I went to apply today and heard that lcis tech, and comm rsch are closed as well.  Well there goes two of three.  

Then the recruiter got into the pitch for the SEP for ATIS.  **** but it sounds sweet.  I am pretty well sold.  My problem is that I only wanna be army.  I think I was meant to wear green not blue.

Now the same program exists for LCIS but it is closed until god knows when.  

Well, does anyone know if you can switch branches after your initial contract?  How hard is it?  

Thought i‘ld ask these questions here because the users in this topic seem to be interested in the same fields as myself and I am sure you‘ll get the same sales pitch as myself.  I dunno how sold y‘all are on being in the army instead of the air force.

PS

anyone know of any forums for air force akin to this one.  It has provided me with a wealth of info and I‘ld like to learn more from those serving in the air force now.


----------



## Dire

Yes shadowwolf. We are in the same boat..


I want to be army and not Navy/Airforce. 

I asked the recruiter if you can switch and he said it‘s possible but closer to impossible since they‘d have to give up the trainning they gave you and then find someone/train him to replace you while they pay you to train in another career.

What is SEP and ATIS by the way?


----------



## Bert

I think if you ahve patience, going Army for the LCIS trade may not be too hard.  The local CFRC may have to do some investigation.

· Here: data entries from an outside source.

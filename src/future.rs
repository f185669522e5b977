//! Shared completion handles.
//!
//! A [`Completion`] is the task-model side of the bridge: a clonable handle
//! that becomes ready exactly once, supports attaching continuations without
//! blocking, and implements [`Future`] so it composes with `futures`
//! combinators. A [`Promise`] is the producing side.

mod signal;

pub use signal::{signal_for, signal_for_global};

use crate::{
    error::{Error, Result},
    sync::{Arc, AtomicBool, Mutex, Ordering},
};
use core::{
    fmt,
    future::Future,
    pin::Pin,
    task::{Context, Poll, Waker},
    time::Duration,
};
use tracing::error;

/// Pause of a helping wait when the pool has nothing to run.
const HELP_BACKOFF: Duration = Duration::from_micros(20);

type Continuation<T> = Box<dyn FnOnce(&Result<T>) + Send>;

struct Shared<T> {
    /// Set after `slot.outcome` is populated; lets `is_ready` skip the lock.
    ready: AtomicBool,
    slot: Mutex<Slot<T>>,
}

struct Slot<T> {
    outcome: Option<Result<T>>,
    continuations: Vec<Continuation<T>>,
    wakers: Vec<Waker>,
}

impl<T: Clone + Send + 'static> Shared<T> {
    fn new(outcome: Option<Result<T>>) -> Self {
        Self {
            ready: AtomicBool::new(outcome.is_some()),
            slot: Mutex::new(Slot {
                outcome,
                continuations: Vec::new(),
                wakers: Vec::new(),
            }),
        }
    }

    fn resolve(&self, outcome: Result<T>) {
        let (continuations, wakers) = {
            let mut slot = self.slot.lock();
            assert!(slot.outcome.is_none(), "Shared::resolve: [1]");
            slot.outcome = Some(outcome.clone());
            self.ready.store(true, Ordering::Release);
            (
                core::mem::take(&mut slot.continuations),
                core::mem::take(&mut slot.wakers),
            )
        };
        // Continuations run outside the lock so they may touch this handle.
        for continuation in continuations {
            continuation(&outcome);
        }
        for waker in wakers {
            waker.wake();
        }
    }
}

/// Create a connected [`Promise`] / [`Completion`] pair.
#[must_use]
pub fn channel<T: Clone + Send + 'static>() -> (Promise<T>, Completion<T>) {
    let shared = Arc::new(Shared::new(None));
    (
        Promise {
            shared: Some(Arc::clone(&shared)),
        },
        Completion { shared },
    )
}

/// Shared handle to the eventual outcome of submitted work.
///
/// Cloning is cheap and every clone observes the same outcome.
#[must_use]
pub struct Completion<T = ()>
where
    T: Clone + Send + 'static,
{
    shared: Arc<Shared<T>>,
}

impl<T: Clone + Send + 'static> Clone for Completion<T> {
    fn clone(&self) -> Self {
        Self {
            shared: Arc::clone(&self.shared),
        }
    }
}

impl<T: Clone + Send + 'static> fmt::Debug for Completion<T> {
    fn fmt(&self, f: &mut fmt::Formatter<'_>) -> fmt::Result {
        f.debug_struct("Completion")
            .field("ready", &self.is_ready())
            .finish_non_exhaustive()
    }
}

impl<T: Clone + Send + 'static> Completion<T> {
    /// An already-completed handle.
    pub fn ready(value: T) -> Self {
        Self::from_outcome(Ok(value))
    }

    /// An already-failed handle.
    pub fn failed(error: Error) -> Self {
        Self::from_outcome(Err(error))
    }

    /// An already-resolved handle with the given outcome.
    pub fn from_outcome(outcome: Result<T>) -> Self {
        Self {
            shared: Arc::new(Shared::new(Some(outcome))),
        }
    }

    /// Whether the outcome is available.
    #[must_use]
    pub fn is_ready(&self) -> bool {
        self.shared.ready.load(Ordering::Acquire)
    }

    /// The outcome if it is already available.
    #[must_use]
    pub fn try_get(&self) -> Option<Result<T>> {
        self.shared.slot.lock().outcome.clone()
    }

    /// Block the calling thread until the outcome is available and return it.
    ///
    /// # Errors
    /// Whatever the producing work reported: a kernel fault, a broken
    /// promise, or an error propagated through continuations.
    ///
    /// On a rayon worker the wait runs other pool jobs instead of parking,
    /// so work this handle depends on still finds a worker.
    pub fn get(&self) -> Result<T> {
        if let Some(outcome) = self.try_get() {
            return outcome;
        }
        if rayon::current_thread_index().is_some() {
            return self.help_until_ready();
        }
        futures::executor::block_on(self.clone())
    }

    fn help_until_ready(&self) -> Result<T> {
        loop {
            if let Some(outcome) = self.try_get() {
                return outcome;
            }
            if !matches!(rayon::yield_now(), Some(rayon::Yield::Executed)) {
                std::thread::sleep(HELP_BACKOFF);
            }
        }
    }

    /// Block until ready, discarding the outcome.
    pub fn wait(&self) {
        // The outcome stays observable through `get` on any clone.
        let _ = self.get();
    }

    /// Attach a continuation that runs exactly once with the outcome.
    ///
    /// Never blocks: if the handle is pending the continuation is stored and
    /// runs on the thread that completes it; otherwise it runs immediately.
    pub fn on_complete<F>(&self, continuation: F)
    where
        F: FnOnce(&Result<T>) + Send + 'static,
    {
        let mut slot = self.shared.slot.lock();
        let outcome = slot.outcome.clone();
        match outcome {
            Some(outcome) => {
                drop(slot);
                continuation(&outcome);
            }
            None => slot.continuations.push(Box::new(continuation)),
        }
    }

    /// Chain a continuation producing a new handle.
    pub fn then<U, F>(&self, continuation: F) -> Completion<U>
    where
        U: Clone + Send + 'static,
        F: FnOnce(Result<T>) -> Result<U> + Send + 'static,
    {
        let (promise, next) = channel();
        self.on_complete(move |outcome| promise.complete(continuation(outcome.clone())));
        next
    }

    /// Transform a successful value; errors pass through untouched.
    pub fn map<U, F>(&self, f: F) -> Completion<U>
    where
        U: Clone + Send + 'static,
        F: FnOnce(T) -> U + Send + 'static,
    {
        self.then(move |outcome| outcome.map(f))
    }

    /// Forget the value, keeping only completion and errors.
    pub fn discard(&self) -> Completion<()> {
        self.map(|_| ())
    }
}

impl<T: Clone + Send + 'static> Future for Completion<T> {
    type Output = Result<T>;

    fn poll(self: Pin<&mut Self>, cx: &mut Context<'_>) -> Poll<Self::Output> {
        let mut slot = self.shared.slot.lock();
        if let Some(outcome) = &slot.outcome {
            return Poll::Ready(outcome.clone());
        }
        if !slot.wakers.iter().any(|waker| waker.will_wake(cx.waker())) {
            slot.wakers.push(cx.waker().clone());
        }
        Poll::Pending
    }
}

/// Producing side of a [`Completion`].
///
/// Dropping an unfulfilled promise resolves its completion with
/// [`Error::BrokenPromise`], so waiters never hang on lost work.
pub struct Promise<T = ()>
where
    T: Clone + Send + 'static,
{
    shared: Option<Arc<Shared<T>>>,
}

impl<T: Clone + Send + 'static> fmt::Debug for Promise<T> {
    fn fmt(&self, f: &mut fmt::Formatter<'_>) -> fmt::Result {
        f.debug_struct("Promise")
            .field("fulfilled", &self.shared.is_none())
            .finish()
    }
}

impl<T: Clone + Send + 'static> Promise<T> {
    /// Resolve with an outcome.
    pub fn complete(mut self, outcome: Result<T>) {
        if let Some(shared) = self.shared.take() {
            shared.resolve(outcome);
        }
    }

    /// Resolve from a rayon job, so continuations never run on the
    /// calling thread.
    ///
    /// Used by threads that serve many handles (the event poller, stream
    /// workers) and must not be held up by a continuation that blocks.
    pub(crate) fn complete_detached(self, outcome: Result<T>) {
        rayon::spawn(move || {
            if let Err(err) = Error::guard("continuation", || self.complete(outcome)) {
                error!(%err, "continuation panicked");
            }
        });
    }

    /// Resolve with a value.
    pub fn set_value(self, value: T) {
        self.complete(Ok(value));
    }

    /// Resolve with an error.
    pub fn set_error(self, error: Error) {
        self.complete(Err(error));
    }
}

impl<T: Clone + Send + 'static> Drop for Promise<T> {
    fn drop(&mut self) {
        if let Some(shared) = self.shared.take() {
            shared.resolve(Err(Error::BrokenPromise));
        }
    }
}

struct WhenAll {
    remaining: usize,
    first_error: Option<Error>,
    promise: Option<Promise>,
}

/// A handle that completes once every input has completed.
///
/// Reports the first error observed, in completion order.
pub fn when_all<T, I>(handles: I) -> Completion<()>
where
    T: Clone + Send + 'static,
    I: IntoIterator<Item = Completion<T>>,
{
    let handles: Vec<_> = handles.into_iter().collect();
    if handles.is_empty() {
        return Completion::ready(());
    }
    let (promise, all) = channel();
    let state = Arc::new(Mutex::new(WhenAll {
        remaining: handles.len(),
        first_error: None,
        promise: Some(promise),
    }));
    for handle in &handles {
        let state = Arc::clone(&state);
        handle.on_complete(move |outcome| {
            let mut state = state.lock();
            if let Err(err) = outcome {
                state.first_error.get_or_insert_with(|| err.clone());
            }
            state.remaining -= 1;
            if state.remaining == 0 {
                let promise = state.promise.take().expect("when_all: [1]");
                let outcome = state.first_error.take().map_or(Ok(()), Err);
                drop(state);
                promise.complete(outcome);
            }
        });
    }
    all
}

#[cfg(all(test, not(feature = "loom")))]
mod tests {
    use super::*;
    use std::{thread, time::Duration};

    #[test]
    fn promise_resolves_every_clone() {
        let (promise, completion) = channel::<u32>();
        let other = completion.clone();
        assert!(!completion.is_ready());
        assert_eq!(completion.try_get(), None);
        promise.set_value(7);
        assert!(other.is_ready());
        assert_eq!(completion.get(), Ok(7));
        assert_eq!(other.get(), Ok(7));
    }

    #[test]
    fn dropped_promise_breaks_completion() {
        let (promise, completion) = channel::<()>();
        drop(promise);
        assert_eq!(completion.get(), Err(Error::BrokenPromise));
    }

    #[test]
    fn get_blocks_until_another_thread_completes() {
        let (promise, completion) = channel::<&'static str>();
        let producer = thread::spawn(move || {
            thread::sleep(Duration::from_millis(20));
            promise.set_value("done");
        });
        assert_eq!(completion.get(), Ok("done"));
        producer.join().unwrap();
    }

    #[test]
    fn detached_completion_runs_continuations_off_the_caller() {
        let (promise, completion) = channel::<u8>();
        let caller = thread::current().id();
        let observed = completion.map(|v| (v, thread::current().id()));
        promise.complete_detached(Ok(5));
        let (value, runner) = observed.get().unwrap();
        assert_eq!(value, 5);
        assert_ne!(runner, caller);
    }

    #[test]
    fn get_on_a_busy_single_worker_pool_makes_progress() {
        let pool = rayon::ThreadPoolBuilder::new().num_threads(1).build().unwrap();
        let value = pool.install(|| {
            let (promise, completion) = channel::<u32>();
            rayon::spawn(move || promise.set_value(11));
            completion.get()
        });
        assert_eq!(value, Ok(11));
    }

    #[test]
    fn continuations_attached_before_and_after_completion() {
        let (promise, completion) = channel::<i32>();
        let doubled = completion.map(|v| v * 2);
        assert!(!doubled.is_ready());
        promise.set_value(21);
        assert_eq!(doubled.get(), Ok(42));

        let late = completion.then(|outcome| outcome.map(|v| v + 1));
        assert!(late.is_ready());
        assert_eq!(late.get(), Ok(22));
    }

    #[test]
    fn continuation_may_inspect_its_own_handle() {
        let (promise, completion) = channel::<u8>();
        let inner = completion.clone();
        let seen = completion.then(move |_| inner.get());
        promise.set_value(3);
        assert_eq!(seen.get(), Ok(3));
    }

    #[test]
    fn errors_propagate_through_map() {
        let failed = Completion::<u8>::failed(Error::OverlappingCopy);
        assert_eq!(failed.map(|v| v + 1).get(), Err(Error::OverlappingCopy));
        assert_eq!(failed.discard().get(), Err(Error::OverlappingCopy));
    }

    #[test]
    fn completion_is_a_future() {
        let (promise, completion) = channel::<u64>();
        let waiter = thread::spawn(move || futures::executor::block_on(completion));
        promise.set_value(99);
        assert_eq!(waiter.join().unwrap(), Ok(99));
    }

    #[test]
    fn when_all_waits_for_every_input() {
        let (first, a) = channel::<()>();
        let (second, b) = channel::<()>();
        let all = when_all([a, b]);
        first.set_value(());
        assert!(!all.is_ready());
        second.set_value(());
        assert_eq!(all.get(), Ok(()));
    }

    #[test]
    fn when_all_reports_first_error() {
        let (first, a) = channel::<()>();
        let (second, b) = channel::<()>();
        let all = when_all(vec![a, b]);
        second.set_error(Error::OverlappingCopy);
        first.set_error(Error::BrokenPromise);
        assert_eq!(all.get(), Err(Error::OverlappingCopy));
    }

    #[test]
    fn when_all_of_nothing_is_ready() {
        assert!(when_all(Vec::<Completion>::new()).is_ready());
    }
}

The MOCs may open and close several times a year.  Its based on many reasons but the main one from my understanding is the sceduling and intake of recruits from BMQ to POET to QL3.  They can‘t take too many at one point since the spaces for POET and QL3 may be limited.  For the LCIS, ATIS, NAV Techs for example, the BMQs for these recruits has to be scheduled so the successful candidates carry on into POET and QL3 at the right time.  It seems each space/recruit has allocations.

If the LCIS seems closed, it will open up again later, maybe a Fall BMQ if the Summer is full. The CFRC should be able to estimate this.


----------



## shado_wolf

SEP is the subsidised education plan

Basically I‘ll go to Northern Alberta Institute of Technology (NAIT) for 2 years taking the electronics engeneering program.  I have to take basic either this summer or next while on break from school.  I‘ll be paid a privates wage while at school.  I‘ll get raises as they are due, qualify for benefits and everything else.  After graduating I‘ll become a corporal and move up to Specialists pay.  Advantages being I don‘t have to leave home other than 10 weeks for basic and I‘ll reach the rank and pay of coporal in a little over 2 years rather than almost 4.

this answers the question of patience and waiting for LCIS to open. This course starts in Sept.

Dylan


----------



## shado_wolf

Have any of you heard of Fire Control Systems Technicians?

The recruiter mentioned that this position may be opening up soon.  Might be an answer for those of us interested in computers and the army.

Dylan


----------



## Dire

that has to do with Firefighting within the army..


A few months ago my buddy and I went up too the recruiter to find out what we could do.

My buddy is a fireman (volenteer) right now in the civy world and he asked about that MOC.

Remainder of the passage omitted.